Work to complete
Show me each line of the listing below where the word "INNER" appears.

********

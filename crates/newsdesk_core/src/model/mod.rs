//! Domain model for news items and topics.
//!
//! # Responsibility
//! - Define the entity records exchanged with repository callers.
//! - Own field-level validation shared by insert and update paths.
//!
//! # Invariants
//! - `id` is `None` until storage assigns one on insert.
//! - Timestamps are Unix epoch milliseconds and are owned by the repository.
//! - `title` must be non-blank for every persisted record.

use std::error::Error;
use std::fmt::{Display, Formatter};

pub mod news;
pub mod topic;

/// Field validation failure raised before any SQL is built.
#[derive(Debug, Clone, PartialEq, Eq)]
pub enum ValidationError {
    /// Required text field is empty or whitespace-only.
    BlankField {
        entity: &'static str,
        field: &'static str,
    },
}

impl Display for ValidationError {
    fn fmt(&self, f: &mut Formatter<'_>) -> std::fmt::Result {
        match self {
            Self::BlankField { entity, field } => {
                write!(f, "{entity}.{field} is required and cannot be blank")
            }
        }
    }
}

impl Error for ValidationError {}

pub(crate) fn require_text(
    entity: &'static str,
    field: &'static str,
    value: &str,
) -> Result<(), ValidationError> {
    if value.trim().is_empty() {
        return Err(ValidationError::BlankField { entity, field });
    }
    Ok(())
}
//! Repository layer abstractions and persistence implementations.
//!
//! # Responsibility
//! - Define entity-typed data access contracts for topics and news.
//! - Keep SQL execution behind the [`Executor`] seam.
//!
//! # Invariants
//! - Repository writes enforce entity validation before persistence.
//! - Repository APIs return semantic errors (`NotFound`, `Mapping`) in
//!   addition to storage errors.

pub mod executor;
pub mod news_repo;
pub mod table_repo;
pub mod topic_repo;

pub use executor::Executor;
pub use table_repo::{now_epoch_ms, Entity, RepoError, RepoResult, Scope, TableRepository};
//! Environment-driven runtime configuration.
//!
//! # Invariants
//! - `page_limits.default_page_size()` lies in `1..=page_limits.max_page_size()`.
//! - Unset variables fall back to defaults; malformed ones are errors.

use crate::logging::default_log_level;
use crate::query::PageLimits;
use std::error::Error;
use std::fmt::{Display, Formatter};
use std::path::PathBuf;

pub const DB_PATH_VAR: &str = "NEWSDESK_DB_PATH";
pub const LOG_LEVEL_VAR: &str = "NEWSDESK_LOG_LEVEL";
pub const LOG_DIR_VAR: &str = "NEWSDESK_LOG_DIR";
pub const DEFAULT_PAGE_SIZE_VAR: &str = "NEWSDESK_DEFAULT_PAGE_SIZE";
pub const MAX_PAGE_SIZE_VAR: &str = "NEWSDESK_MAX_PAGE_SIZE";

const DEFAULT_DB_PATH: &str = "newsdesk.db";

#[derive(Debug, Clone, PartialEq, Eq)]
pub enum ConfigError {
    InvalidValue { key: &'static str, value: String },
    InvalidPageLimits { default_page_size: u32, max_page_size: u32 },
}

impl Display for ConfigError {
    fn fmt(&self, f: &mut Formatter<'_>) -> std::fmt::Result {
        match self {
            Self::InvalidValue { key, value } => write!(f, "invalid value `{value}` for {key}"),
            Self::InvalidPageLimits {
                default_page_size,
                max_page_size,
            } => write!(
                f,
                "default page size {default_page_size} must be between 1 and max page size {max_page_size}"
            ),
        }
    }
}

impl Error for ConfigError {}

#[derive(Debug, Clone, PartialEq, Eq)]
pub struct CoreConfig {
    pub database_path: PathBuf,
    pub log_level: String,
    /// File logging stays off when unset.
    pub log_dir: Option<PathBuf>,
    pub page_limits: PageLimits,
}

impl Default for CoreConfig {
    fn default() -> Self {
        Self {
            database_path: PathBuf::from(DEFAULT_DB_PATH),
            log_level: default_log_level().to_string(),
            log_dir: None,
            page_limits: PageLimits::default(),
        }
    }
}

impl CoreConfig {
    /// Reads `NEWSDESK_*` variables from the process environment.
    pub fn from_env() -> Result<Self, ConfigError> {
        Self::from_lookup(|key| std::env::var(key).ok())
    }

    /// Builds config from an arbitrary variable source.
    pub fn from_lookup<F>(lookup: F) -> Result<Self, ConfigError>
    where
        F: Fn(&str) -> Option<String>,
    {
        let defaults = Self::default();
        let read = |key: &str| {
            lookup(key)
                .map(|value| value.trim().to_string())
                .filter(|value| !value.is_empty())
        };

        let page_limits = PageLimits::new(
            parse_u32(DEFAULT_PAGE_SIZE_VAR, read(DEFAULT_PAGE_SIZE_VAR))?
                .unwrap_or(defaults.page_limits.default_page_size()),
            parse_u32(MAX_PAGE_SIZE_VAR, read(MAX_PAGE_SIZE_VAR))?
                .unwrap_or(defaults.page_limits.max_page_size()),
        )?;

        Ok(Self {
            database_path: read(DB_PATH_VAR)
                .map(PathBuf::from)
                .unwrap_or(defaults.database_path),
            log_level: read(LOG_LEVEL_VAR).unwrap_or(defaults.log_level),
            log_dir: read(LOG_DIR_VAR).map(PathBuf::from),
            page_limits,
        })
    }
}

fn parse_u32(key: &'static str, raw: Option<String>) -> Result<Option<u32>, ConfigError> {
    raw.map(|value| {
        value
            .parse::<u32>()
            .map_err(|_| ConfigError::InvalidValue { key, value })
    })
    .transpose()
}
use newsdesk_core::query::{
    build_delete, build_insert, build_select, build_update, BuildError, FilterOp, Operation,
    Pagination, Predicate, RowKey, SelectSpec,
};
use newsdesk_core::repo::news_repo::{NEWS_OF_TOPIC, NEWS_TABLE};
use newsdesk_core::repo::topic_repo::{TOPICS_OF_NEWS, TOPIC_TABLE};
use rusqlite::types::Value;

const TOPIC_COLUMNS: &str = "topic.id, topic.title, topic.created_at, topic.updated_at";

#[test]
fn select_without_filters_orders_by_id_and_paginates() {
    let statement = build_select(&SelectSpec {
        pagination: Some(Pagination {
            page: 1,
            page_size: 20,
        }),
        ..SelectSpec::new(&TOPIC_TABLE)
    });

    assert_eq!(
        statement.sql,
        format!("SELECT {TOPIC_COLUMNS} FROM topic ORDER BY topic.id ASC LIMIT ? OFFSET ?")
    );
    assert_eq!(statement.args, vec![Value::Integer(20), Value::Integer(0)]);
    assert_eq!(statement.operation, Operation::Select);
    assert_eq!(statement.table, "topic");
}

#[test]
fn relation_scoped_select_qualifies_columns_and_binds_parent() {
    let joins = [TOPICS_OF_NEWS.join_for(&TOPIC_TABLE)];
    let predicates = [
        TOPICS_OF_NEWS.parent_predicate(7),
        Predicate {
            table: "topic",
            column: "title",
            op: FilterOp::Like,
            values: vec![Value::Text("%rust%".to_string())],
        },
    ];

    let statement = build_select(&SelectSpec {
        table: &TOPIC_TABLE,
        joins: &joins,
        predicates: &predicates,
        pagination: Some(Pagination {
            page: 3,
            page_size: 10,
        }),
    });

    assert_eq!(
        statement.sql,
        format!(
            "SELECT {TOPIC_COLUMNS} FROM topic \
             INNER JOIN news_topic ON news_topic.topic_id = topic.id \
             WHERE news_topic.news_id = ? AND topic.title LIKE ? ESCAPE '\\' \
             ORDER BY topic.id ASC LIMIT ? OFFSET ?"
        )
    );
    assert_eq!(
        statement.args,
        vec![
            Value::Integer(7),
            Value::Text("%rust%".to_string()),
            Value::Integer(10),
            Value::Integer(20),
        ]
    );
}

#[test]
fn news_scoped_by_topic_joins_on_news_id() {
    let joins = [NEWS_OF_TOPIC.join_for(&NEWS_TABLE)];
    let predicates = [NEWS_OF_TOPIC.parent_predicate(2)];

    let statement = build_select(&SelectSpec {
        table: &NEWS_TABLE,
        joins: &joins,
        predicates: &predicates,
        pagination: None,
    });

    assert!(statement
        .sql
        .starts_with("SELECT news.id, news.title, news.content, news.status,"));
    assert!(statement
        .sql
        .contains("INNER JOIN news_topic ON news_topic.news_id = news.id"));
    assert!(statement.sql.ends_with("WHERE news_topic.topic_id = ? ORDER BY news.id ASC"));
}

#[test]
fn set_predicates_bind_every_value_and_range_binds_first() {
    let predicates = [
        Predicate {
            table: "topic",
            column: "id",
            op: FilterOp::Eq,
            values: vec![Value::Integer(1), Value::Integer(2)],
        },
        Predicate {
            table: "topic",
            column: "created_at",
            op: FilterOp::Gte,
            values: vec![Value::Integer(100)],
        },
    ];

    let statement = build_select(&SelectSpec {
        predicates: &predicates,
        ..SelectSpec::new(&TOPIC_TABLE)
    });

    assert!(statement
        .sql
        .contains("WHERE topic.id IN (?, ?) AND topic.created_at >= ?"));
    assert_eq!(
        statement.args,
        vec![Value::Integer(1), Value::Integer(2), Value::Integer(100)]
    );
}

#[test]
fn insert_renders_columns_in_given_order() {
    let statement = build_insert(
        "news",
        &[
            ("title", Value::Text("headline".to_string())),
            ("status", Value::Text("draft".to_string())),
        ],
    )
    .unwrap();

    assert_eq!(
        statement.sql,
        "INSERT INTO news (title, status) VALUES (?, ?)"
    );
    assert_eq!(statement.args.len(), 2);
    assert_eq!(statement.operation, Operation::Insert);
}

#[test]
fn insert_without_columns_fails() {
    let err = build_insert("topic", &[]).unwrap_err();
    assert_eq!(err, BuildError::EmptyColumns { table: "topic" });
}

#[test]
fn update_always_stamps_updated_at_from_clock() {
    let statement = build_update(
        "topic",
        &[
            ("title", Value::Text("renamed".to_string())),
            ("updated_at", Value::Integer(1)),
        ],
        Some(RowKey::new("id", 3)),
        1_000,
    )
    .unwrap();

    assert_eq!(
        statement.sql,
        "UPDATE topic SET title = ?, updated_at = ? WHERE id = ?"
    );
    assert_eq!(
        statement.args,
        vec![
            Value::Text("renamed".to_string()),
            Value::Integer(1_000),
            Value::Integer(3),
        ]
    );
}

#[test]
fn update_and_delete_require_identifier() {
    let update_err = build_update(
        "news",
        &[("title", Value::Text("x".to_string()))],
        None,
        1,
    )
    .unwrap_err();
    assert_eq!(
        update_err,
        BuildError::MissingIdentifier {
            operation: Operation::Update,
            table: "news",
        }
    );

    let delete_err = build_delete("news", None).unwrap_err();
    assert_eq!(
        delete_err,
        BuildError::MissingIdentifier {
            operation: Operation::Delete,
            table: "news",
        }
    );
}

#[test]
fn delete_binds_key() {
    let statement = build_delete("news_topic", Some(RowKey::new("news_id", 9))).unwrap();
    assert_eq!(statement.sql, "DELETE FROM news_topic WHERE news_id = ?");
    assert_eq!(statement.args, vec![Value::Integer(9)]);
}

#[test]
fn builders_are_referentially_transparent() {
    let predicates = [TOPICS_OF_NEWS.parent_predicate(1)];
    let spec = SelectSpec {
        predicates: &predicates,
        pagination: Some(Pagination {
            page: 2,
            page_size: 5,
        }),
        ..SelectSpec::new(&TOPIC_TABLE)
    };
    assert_eq!(build_select(&spec), build_select(&spec));

    let values = [("title", Value::Text("same".to_string()))];
    assert_eq!(
        build_insert("topic", &values).unwrap(),
        build_insert("topic", &values).unwrap()
    );
    assert_eq!(
        build_update("topic", &values, Some(RowKey::new("id", 1)), 5).unwrap(),
        build_update("topic", &values, Some(RowKey::new("id", 1)), 5).unwrap()
    );
    assert_eq!(
        build_delete("topic", Some(RowKey::new("id", 1))).unwrap(),
        build_delete("topic", Some(RowKey::new("id", 1))).unwrap()
    );
}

********

Solution
             INNER JOIN news_topic ON news_topic.topic_id = topic.id \
        .contains("INNER JOIN news_topic ON news_topic.news_id = news.id"));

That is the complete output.